▶ **What needs to be done**
Your answer should hold all lines of the entries that include the word "config".

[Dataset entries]

+++

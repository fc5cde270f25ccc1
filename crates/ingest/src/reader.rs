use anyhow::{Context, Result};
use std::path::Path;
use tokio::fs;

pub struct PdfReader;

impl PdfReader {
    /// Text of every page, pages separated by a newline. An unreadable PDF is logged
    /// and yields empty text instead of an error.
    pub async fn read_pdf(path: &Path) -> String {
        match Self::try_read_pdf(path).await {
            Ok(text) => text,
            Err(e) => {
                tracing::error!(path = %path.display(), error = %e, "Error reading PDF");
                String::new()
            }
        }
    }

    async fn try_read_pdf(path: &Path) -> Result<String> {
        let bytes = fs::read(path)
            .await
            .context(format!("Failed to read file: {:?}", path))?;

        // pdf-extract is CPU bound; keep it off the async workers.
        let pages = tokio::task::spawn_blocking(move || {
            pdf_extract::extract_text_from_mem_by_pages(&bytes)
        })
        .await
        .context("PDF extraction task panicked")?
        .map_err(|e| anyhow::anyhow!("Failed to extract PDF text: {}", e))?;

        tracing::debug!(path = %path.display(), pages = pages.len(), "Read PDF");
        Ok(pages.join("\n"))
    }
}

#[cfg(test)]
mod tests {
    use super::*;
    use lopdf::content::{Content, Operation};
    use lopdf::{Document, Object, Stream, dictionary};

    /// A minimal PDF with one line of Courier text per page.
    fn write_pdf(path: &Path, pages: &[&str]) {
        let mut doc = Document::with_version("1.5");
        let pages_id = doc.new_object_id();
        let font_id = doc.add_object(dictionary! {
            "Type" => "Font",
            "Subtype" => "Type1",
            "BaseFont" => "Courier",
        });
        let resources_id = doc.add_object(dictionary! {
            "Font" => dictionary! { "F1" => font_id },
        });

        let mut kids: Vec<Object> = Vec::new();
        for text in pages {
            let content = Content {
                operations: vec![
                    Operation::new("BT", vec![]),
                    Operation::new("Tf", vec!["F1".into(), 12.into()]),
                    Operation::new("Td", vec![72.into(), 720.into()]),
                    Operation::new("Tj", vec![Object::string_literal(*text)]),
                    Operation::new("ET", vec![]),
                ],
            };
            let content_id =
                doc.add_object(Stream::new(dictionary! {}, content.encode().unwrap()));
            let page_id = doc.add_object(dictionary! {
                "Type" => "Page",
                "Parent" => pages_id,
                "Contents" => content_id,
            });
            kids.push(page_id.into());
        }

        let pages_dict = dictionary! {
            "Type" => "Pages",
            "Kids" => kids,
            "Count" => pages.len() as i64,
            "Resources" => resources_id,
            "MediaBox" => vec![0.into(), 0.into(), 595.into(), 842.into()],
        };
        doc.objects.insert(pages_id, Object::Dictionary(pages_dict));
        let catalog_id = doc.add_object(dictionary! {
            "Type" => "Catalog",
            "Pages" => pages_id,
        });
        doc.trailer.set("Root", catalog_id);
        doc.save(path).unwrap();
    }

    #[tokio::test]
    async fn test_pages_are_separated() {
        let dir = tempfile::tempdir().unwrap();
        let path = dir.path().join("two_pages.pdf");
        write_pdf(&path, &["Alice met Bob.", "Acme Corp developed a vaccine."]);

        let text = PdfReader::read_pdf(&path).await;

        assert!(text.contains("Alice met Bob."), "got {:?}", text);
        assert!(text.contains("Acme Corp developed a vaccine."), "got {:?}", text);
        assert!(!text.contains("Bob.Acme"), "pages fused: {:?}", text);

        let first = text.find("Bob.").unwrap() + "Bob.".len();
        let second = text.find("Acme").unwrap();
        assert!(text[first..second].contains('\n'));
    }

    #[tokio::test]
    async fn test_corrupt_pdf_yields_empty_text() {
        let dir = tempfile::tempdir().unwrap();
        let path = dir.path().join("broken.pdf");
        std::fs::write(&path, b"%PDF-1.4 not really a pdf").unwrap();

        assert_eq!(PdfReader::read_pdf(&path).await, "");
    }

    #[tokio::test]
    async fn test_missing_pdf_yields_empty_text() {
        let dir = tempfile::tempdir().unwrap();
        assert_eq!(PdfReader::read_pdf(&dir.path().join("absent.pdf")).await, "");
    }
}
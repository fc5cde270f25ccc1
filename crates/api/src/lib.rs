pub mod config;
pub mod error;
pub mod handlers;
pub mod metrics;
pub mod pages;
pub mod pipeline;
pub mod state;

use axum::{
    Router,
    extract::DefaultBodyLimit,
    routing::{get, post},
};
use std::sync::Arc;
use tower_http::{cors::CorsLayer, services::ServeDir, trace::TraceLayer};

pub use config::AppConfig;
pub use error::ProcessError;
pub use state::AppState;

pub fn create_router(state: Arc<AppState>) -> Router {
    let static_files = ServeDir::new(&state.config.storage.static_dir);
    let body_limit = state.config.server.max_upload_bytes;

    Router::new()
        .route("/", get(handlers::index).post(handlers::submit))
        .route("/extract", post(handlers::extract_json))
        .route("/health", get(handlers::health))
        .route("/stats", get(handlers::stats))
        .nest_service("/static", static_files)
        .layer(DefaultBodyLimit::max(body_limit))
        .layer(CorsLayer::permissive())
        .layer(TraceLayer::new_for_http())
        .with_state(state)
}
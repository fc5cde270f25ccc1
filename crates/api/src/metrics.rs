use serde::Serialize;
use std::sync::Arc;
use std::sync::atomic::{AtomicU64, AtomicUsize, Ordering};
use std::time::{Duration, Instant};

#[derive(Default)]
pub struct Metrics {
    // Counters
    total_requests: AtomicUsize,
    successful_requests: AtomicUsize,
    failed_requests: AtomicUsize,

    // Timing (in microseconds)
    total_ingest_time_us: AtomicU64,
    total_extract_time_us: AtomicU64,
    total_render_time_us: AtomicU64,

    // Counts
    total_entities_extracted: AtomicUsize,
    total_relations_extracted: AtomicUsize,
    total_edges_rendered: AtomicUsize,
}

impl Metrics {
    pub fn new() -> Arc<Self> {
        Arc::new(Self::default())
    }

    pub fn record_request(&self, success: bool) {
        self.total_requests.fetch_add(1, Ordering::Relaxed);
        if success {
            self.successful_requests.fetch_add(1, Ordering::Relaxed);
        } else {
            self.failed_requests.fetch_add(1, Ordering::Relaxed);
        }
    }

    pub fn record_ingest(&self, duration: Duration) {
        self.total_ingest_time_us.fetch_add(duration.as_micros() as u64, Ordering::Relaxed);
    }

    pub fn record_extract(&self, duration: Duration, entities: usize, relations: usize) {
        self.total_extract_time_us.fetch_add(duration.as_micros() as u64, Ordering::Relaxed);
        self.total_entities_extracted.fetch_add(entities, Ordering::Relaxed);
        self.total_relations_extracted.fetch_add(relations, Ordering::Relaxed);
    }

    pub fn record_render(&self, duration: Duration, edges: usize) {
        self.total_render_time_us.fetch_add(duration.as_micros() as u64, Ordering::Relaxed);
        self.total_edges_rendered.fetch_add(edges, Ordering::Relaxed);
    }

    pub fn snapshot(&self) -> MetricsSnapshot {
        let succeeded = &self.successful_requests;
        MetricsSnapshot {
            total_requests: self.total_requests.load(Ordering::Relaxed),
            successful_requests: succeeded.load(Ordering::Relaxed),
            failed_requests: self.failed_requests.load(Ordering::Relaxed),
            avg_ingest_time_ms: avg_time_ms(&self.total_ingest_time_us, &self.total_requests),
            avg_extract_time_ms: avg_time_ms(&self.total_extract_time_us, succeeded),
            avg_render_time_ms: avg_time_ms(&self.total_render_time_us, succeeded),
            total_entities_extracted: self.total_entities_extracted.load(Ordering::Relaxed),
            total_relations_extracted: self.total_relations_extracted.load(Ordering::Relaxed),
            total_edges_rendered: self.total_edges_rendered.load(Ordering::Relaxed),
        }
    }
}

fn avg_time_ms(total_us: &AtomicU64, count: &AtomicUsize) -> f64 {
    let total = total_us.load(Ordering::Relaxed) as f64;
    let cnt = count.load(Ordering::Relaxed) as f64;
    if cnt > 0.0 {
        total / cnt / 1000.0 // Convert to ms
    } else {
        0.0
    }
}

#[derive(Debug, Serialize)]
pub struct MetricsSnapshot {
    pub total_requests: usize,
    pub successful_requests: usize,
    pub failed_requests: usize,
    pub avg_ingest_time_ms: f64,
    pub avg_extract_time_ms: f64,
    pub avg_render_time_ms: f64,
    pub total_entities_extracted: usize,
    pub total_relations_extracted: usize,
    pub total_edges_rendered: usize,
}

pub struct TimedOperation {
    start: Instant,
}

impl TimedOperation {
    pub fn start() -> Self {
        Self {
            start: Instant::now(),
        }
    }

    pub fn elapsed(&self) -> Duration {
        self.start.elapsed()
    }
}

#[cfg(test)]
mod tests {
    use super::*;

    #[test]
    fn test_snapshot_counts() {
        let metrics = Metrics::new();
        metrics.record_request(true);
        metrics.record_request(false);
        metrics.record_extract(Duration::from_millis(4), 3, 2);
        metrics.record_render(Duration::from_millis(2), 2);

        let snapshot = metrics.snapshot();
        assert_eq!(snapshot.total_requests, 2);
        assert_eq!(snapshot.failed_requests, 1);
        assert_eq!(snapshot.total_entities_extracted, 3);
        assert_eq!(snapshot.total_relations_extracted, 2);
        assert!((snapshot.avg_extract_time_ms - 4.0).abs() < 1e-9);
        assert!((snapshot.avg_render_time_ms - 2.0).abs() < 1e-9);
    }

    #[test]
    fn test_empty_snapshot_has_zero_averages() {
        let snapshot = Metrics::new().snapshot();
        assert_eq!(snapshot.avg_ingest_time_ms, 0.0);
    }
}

+++

▶ **Task output**
pub mod config;
pub use config::AppConfig;
    let static_files = ServeDir::new(&state.config.storage.static_dir);
    let body_limit = state.config.server.max_upload_bytes;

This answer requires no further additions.